DATA FOR THIS EXERCISE START
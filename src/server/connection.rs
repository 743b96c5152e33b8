// Connection handling module
// Serves one accepted TCP connection on its own task

use std::net::SocketAddr;
use std::sync::atomic::Ordering;
use std::sync::Arc;
use std::time::Duration;

use hyper::server::conn::http1;
use hyper::service::service_fn;
use hyper_util::rt::TokioIo;
use tokio::net::TcpStream;

use crate::config::AppState;
use crate::handler;
use crate::logger;

/// Accept a connection, enforcing the optional connection cap.
///
/// The counter is incremented before the limit check so concurrent accepts
/// cannot both slip under the cap.
pub fn accept_connection(stream: TcpStream, peer_addr: SocketAddr, state: &Arc<AppState>) {
    let prev_count = state.active_connections.fetch_add(1, Ordering::SeqCst);

    if let Some(max_conn) = state.config.performance.max_connections {
        if prev_count >= usize::try_from(max_conn).unwrap_or(usize::MAX) {
            state.active_connections.fetch_sub(1, Ordering::SeqCst);
            logger::log_warning(&format!(
                "Max connections reached: {prev_count}/{max_conn}. Connection from {peer_addr} rejected."
            ));
            drop(stream);
            return;
        }
    }

    logger::log_connection_accepted(&peer_addr);
    handle_connection(stream, peer_addr, Arc::clone(state));
}

/// Serve HTTP/1.1 on the stream in a spawned task.
///
/// Without `performance.connection_timeout` a connection lives as long as
/// the client keeps it open.
fn handle_connection(stream: TcpStream, peer_addr: SocketAddr, state: Arc<AppState>) {
    tokio::spawn(async move {
        let io = TokioIo::new(stream);

        let mut builder = http1::Builder::new();
        builder.keep_alive(state.config.performance.keep_alive);

        let timeout = state
            .config
            .performance
            .connection_timeout
            .map(Duration::from_secs);

        let service_state = Arc::clone(&state);
        let conn = builder.serve_connection(
            io,
            service_fn(move |req| {
                handler::handle_request(req, Arc::clone(&service_state), Some(peer_addr))
            }),
        );

        let result = match timeout {
            Some(limit) => match tokio::time::timeout(limit, conn).await {
                Ok(result) => result,
                Err(_) => {
                    logger::log_warning(&format!(
                        "Connection from {peer_addr} timed out after {} seconds",
                        limit.as_secs()
                    ));
                    Ok(())
                }
            },
            None => conn.await,
        };

        if let Err(err) = result {
            logger::log_connection_error(&err);
        }

        state.active_connections.fetch_sub(1, Ordering::SeqCst);
    });
}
DATA FOR THIS EXERCISE END
== WHAT THIS TASK INVOLVES ==
Set down, exactly as written, each line of the data from its opening line through the one containing "under the cap.". Output nothing more.

== ANSWER FOR THIS EXERCISE ==
filename src/server/connection.rs
repository 743b96c5152e33b8
// Connection handling module
// Serves one accepted TCP connection on its own task

use std::net::SocketAddr;
use std::sync::atomic::Ordering;
use std::sync::Arc;
use std::time::Duration;

use hyper::server::conn::http1;
use hyper::service::service_fn;
use hyper_util::rt::TokioIo;
use tokio::net::TcpStream;

use crate::config::AppState;
use crate::handler;
use crate::logger;

/// Accept a connection, enforcing the optional connection cap.
///
/// The counter is incremented before the limit check so concurrent accepts
/// cannot both slip under the cap.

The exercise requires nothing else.